地下鉄今福鶴見駅で、朝の宣伝行動をしました。駅のすぐ横、内環状線を東に超えれば鶴見区との区界です。今日は、『生活保護費のプリペイドカード支給』についても訴えました。
大阪市の生活保護受給率は全国平均の3倍以上。全国でもトップクラスで貧困が進行しています。にもかかわらず、橋下市政は国保料の値上げや市民生活への補助金をカット。そして、驚くことに、生活保護費の一部をプリペイドカードで支給するモデル事業を始めるというのです。モデル事業の対象者は、「金銭管理の不得意な人」を中心にケースワーカーを通じて希望者を募るといいます。そして、カードの利用記録は「市がカード会社に照会。
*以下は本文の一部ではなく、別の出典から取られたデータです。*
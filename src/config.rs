// config.rs

use crate::cli::Args;
use crate::error::{ConfigError, Result};
use crate::pattern::PatternMeta;
use crate::transport::ClickSettings;
use log::{debug, info};
use serde::Deserialize;
use std::path::{Path, PathBuf};
use std::time::Duration;

/// Exchange resolution (standard MIDI file PPQ).
pub const TICKS_PER_BEAT: u32 = 480;
pub const DEFAULT_BEATS_PER_BAR: usize = 4;
pub const DEFAULT_BPM: f64 = 120.0;
pub const MIN_BPM: f64 = 20.0;
pub const MAX_BPM: f64 = 300.0;
/// Zero-based GM percussion channel (channel 10).
pub const DRUM_CHANNEL: u8 = 9;

pub const DEFAULT_GATE_RATIO: f64 = 0.6;
pub const DEFAULT_GATE_MAX_MS: u64 = 80;
/// Consistent input latency compensation, applied to every live hit.
pub const DEFAULT_RECORD_OFFSET_MS: i64 = -20;
pub const DEFAULT_SNAP_WINDOW_MS: u64 = 30;
pub const DEFAULT_MAX_POLL_INTERVAL_MS: u64 = 2;
pub const DEFAULT_CLICK_NOTE: u8 = 42;

const ENV_PREFIX: &str = "STEPSEQ";

/// User-facing settings, layered from defaults, an optional config file,
/// `STEPSEQ_*` environment variables and finally the command line.
#[derive(Debug, Clone, PartialEq, Deserialize)]
#[serde(default)]
pub struct Config {
    pub bpm: f64,
    /// One-based MIDI channel.
    pub channel: u8,
    pub steps: usize,
    pub bars: usize,
    pub beats_per_bar: usize,
    pub gate_ratio: f64,
    pub gate_max_ms: u64,
    pub record_offset_ms: i64,
    pub snap_window_ms: u64,
    pub max_poll_interval_ms: u64,
    pub click_note: u8,
    pub click_velocity_strong: u8,
    pub click_velocity_weak: u8,
    pub metronome: bool,
    pub record: bool,
    pub advance_cursor_on_hit: bool,
    pub input_accent: u8,
    pub midi_output: Option<String>,
    pub midi_input: Option<String>,
    pub log_dir: Option<PathBuf>,
}

impl Default for Config {
    fn default() -> Self {
        Config {
            bpm: DEFAULT_BPM,
            channel: DRUM_CHANNEL + 1,
            steps: 32,
            bars: 2,
            beats_per_bar: DEFAULT_BEATS_PER_BAR,
            gate_ratio: DEFAULT_GATE_RATIO,
            gate_max_ms: DEFAULT_GATE_MAX_MS,
            record_offset_ms: DEFAULT_RECORD_OFFSET_MS,
            snap_window_ms: DEFAULT_SNAP_WINDOW_MS,
            max_poll_interval_ms: DEFAULT_MAX_POLL_INTERVAL_MS,
            click_note: DEFAULT_CLICK_NOTE,
            click_velocity_strong: 120,
            click_velocity_weak: 88,
            metronome: false,
            record: false,
            advance_cursor_on_hit: true,
            input_accent: 2,
            midi_output: None,
            midi_input: None,
            log_dir: None,
        }
    }
}

/// Timing and behaviour knobs consumed by the session.
#[derive(Debug, Clone, PartialEq)]
pub struct EngineSettings {
    pub gate_ratio: f64,
    pub gate_max: Duration,
    /// Signed seconds added to every live hit's arrival time.
    pub record_offset_secs: f64,
    pub snap_window: Duration,
    pub max_poll_interval: Duration,
    pub click: ClickSettings,
    pub metronome: bool,
    pub advance_cursor_on_hit: bool,
    pub input_accent: u8,
}

impl Default for EngineSettings {
    fn default() -> Self {
        EngineSettings {
            gate_ratio: DEFAULT_GATE_RATIO,
            gate_max: Duration::from_millis(DEFAULT_GATE_MAX_MS),
            record_offset_secs: DEFAULT_RECORD_OFFSET_MS as f64 / 1000.0,
            snap_window: Duration::from_millis(DEFAULT_SNAP_WINDOW_MS),
            max_poll_interval: Duration::from_millis(DEFAULT_MAX_POLL_INTERVAL_MS),
            click: ClickSettings::default(),
            metronome: false,
            advance_cursor_on_hit: true,
            input_accent: 2,
        }
    }
}

impl Config {
    /// Loads defaults, then `path` (if any), then the environment.
    pub fn load(path: Option<&Path>) -> Result<Self> {
        let mut builder = ::config::Config::builder();
        if let Some(path) = path {
            info!("Loading configuration from {}", path.display());
            builder = builder.add_source(::config::File::from(path).required(true));
        }
        let settings = builder
            .add_source(::config::Environment::with_prefix(ENV_PREFIX).try_parsing(true))
            .build()?;
        let config: Config = settings.try_deserialize()?;
        debug!("Loaded configuration: {:?}", config);
        Ok(config)
    }

    /// Command-line flags win over every other source.
    pub fn apply_args(&mut self, args: &Args) {
        if let Some(bpm) = args.bpm {
            debug!("BPM overridden from command line: {}", bpm);
            self.bpm = bpm;
        }
        if let Some(steps) = args.steps {
            self.steps = steps;
        }
        if let Some(output) = &args.output {
            self.midi_output = Some(output.clone());
        }
        if let Some(input) = &args.input {
            self.midi_input = Some(input.clone());
        }
        if args.record {
            info!("Record arm requested from command line");
            self.record = true;
        }
        if args.metronome {
            self.metronome = true;
        }
    }

    pub fn validate(&self) -> Result<()> {
        if !crate::grid::SUPPORTED_STEPS.contains(&self.steps) {
            return Err(ConfigError::UnsupportedSteps(self.steps));
        }
        if !(MIN_BPM..=MAX_BPM).contains(&self.bpm) {
            return Err(ConfigError::TempoOutOfRange {
                bpm: self.bpm,
                min: MIN_BPM,
                max: MAX_BPM,
            });
        }
        if !(1..=16).contains(&self.channel) {
            return Err(ConfigError::InvalidChannel(self.channel));
        }
        if !(1..=2).contains(&self.bars) {
            return Err(ConfigError::Invalid {
                field: "bars",
                reason: format!("{} (expected 1 or 2)", self.bars),
            });
        }
        if self.beats_per_bar == 0 {
            return Err(ConfigError::Invalid {
                field: "beats_per_bar",
                reason: "must be at least 1".to_string(),
            });
        }
        if !(0.0..=1.0).contains(&self.gate_ratio) {
            return Err(ConfigError::Invalid {
                field: "gate_ratio",
                reason: format!("{} (expected 0.0..=1.0)", self.gate_ratio),
            });
        }
        if self.click_note > 127 {
            return Err(ConfigError::Invalid {
                field: "click_note",
                reason: format!("{} is not a MIDI note", self.click_note),
            });
        }
        if !(1..=3).contains(&self.input_accent) {
            return Err(ConfigError::Invalid {
                field: "input_accent",
                reason: format!("{} (expected 1..=3)", self.input_accent),
            });
        }
        Ok(())
    }

    pub fn engine_settings(&self) -> Result<EngineSettings> {
        self.validate()?;
        Ok(EngineSettings {
            gate_ratio: self.gate_ratio,
            gate_max: Duration::from_millis(self.gate_max_ms),
            record_offset_secs: self.record_offset_ms as f64 / 1000.0,
            snap_window: Duration::from_millis(self.snap_window_ms),
            max_poll_interval: Duration::from_millis(self.max_poll_interval_ms.max(1)),
            click: ClickSettings {
                note: self.click_note,
                strong_velocity: self.click_velocity_strong.min(127),
                weak_velocity: self.click_velocity_weak.min(127),
            },
            metronome: self.metronome,
            advance_cursor_on_hit: self.advance_cursor_on_hit,
            input_accent: self.input_accent,
        })
    }

    pub fn pattern_meta(&self, name: &str) -> Result<PatternMeta> {
        self.validate()?;
        let mut meta = PatternMeta::new(name, self.bpm, self.steps);
        meta.channel = self.channel - 1;
        meta.bars = self.bars;
        meta.beats_per_bar = self.beats_per_bar;
        meta.loop_len_ticks = TICKS_PER_BEAT * (self.beats_per_bar as u32) * 2;
        Ok(meta.normalized())
    }
}

#[cfg(test)]
mod tests {
    use super::*;

    #[test]
    fn test_defaults_are_valid() {
        let config = Config::default();
        assert!(config.validate().is_ok());
        let settings = config.engine_settings().unwrap();
        assert_eq!(settings.snap_window, Duration::from_millis(30));
        assert!(settings.record_offset_secs < 0.0);
    }

    #[test]
    fn test_rejects_unsupported_steps() {
        let config = Config {
            steps: 16,
            ..Config::default()
        };
        assert!(matches!(
            config.validate(),
            Err(ConfigError::UnsupportedSteps(16))
        ));
    }

    #[test]
    fn test_pattern_meta_uses_zero_based_channel() {
        let meta = Config::default().pattern_meta("demo").unwrap();
        assert_eq!(meta.channel, 9);
        assert_eq!(meta.loop_len_ticks, 3840);
    }
}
本格実施の段階で、特定業種に対する使用制限や1日あたりの利用限度額を設けることも検討」としているのです(朝日新聞)。
橋下徹市長は、「本来、全員カード利用にして記録を出させて指導すればいい」と言い放ちました。「全国初の試み」といえば聞こえはいいけれど、人権侵害であり、カード会社の儲けに手を貸す貧困ビジネスそのものです。
生活保護法には「生活扶助は、金銭給付によって行うものとする(31条1項)」と規定されています。橋下市長は、弁護士資格を持っていて、知っているはずなのにこんなことを率先して導入する。またしても、「命より金!」。彼の自治体の責務は、住民の財産や命を守ることが基準にはなっていません。
 1.27森ノ宮よる1
訴えをしていると、年配の女性が「あんたな、プリペイドカードにしなあかんで。生保もらってパチンコいっとる人がおるねんで。不正にもらっとる人もおるやんか」と声をかけてきました。
確かに、そういう人もいるでしょう。不正受給問題もあります。
でも、人間らしく生きていく最後の頼みである生活保護をプリペイドカードで支給されるとどんなことが起きるのか…。
厚生労働省の調査では、生活保護受給者の約80%を高齢者や障がい者であるという統計があります。おじいちゃん、おばあちゃんは、ご近所の八百屋さんで「大根半分ちょうだい」の世界で生きているのです。なじみのお店でプリペイドカードが使えますか?障がいをもって、カードの使えるお店まで雨の日に出かけなければならない苦労を、橋下市長はわかっているのでしょうか。また、ほんの少しの現金が手元にない心細さが分かるとは思えません。
更に輪をかけて酷いのは、生活保護費というもっとも貧困の中で生きていかなければならないに人たちに、公的扶助として支給されるお金さえ、大企業の儲けの道具にしてしまうことです。
モデル事業を企画した富士通総研にも、私たち市民の税金からお金が落ちます。カード発行元の三井住友カードは“うはうは”。
モデル事業ではなく、本格実施となれば大阪市の莫大な生活保護費のうち本来現金支給しなければならない生活扶助費が滑り込みます。預託金は1000億ともいわれています。カードを使用するときに発生する手数料も驚く数字になるに違いありません。公費を使い、丸儲けするのはカード会社です。
意見をくださった方は、納得してくださったでしょうか。
僕は、生活保護費のプリペイドカード支給には絶対反対!
現金給付の原則を堅持することを訴えたいと思います。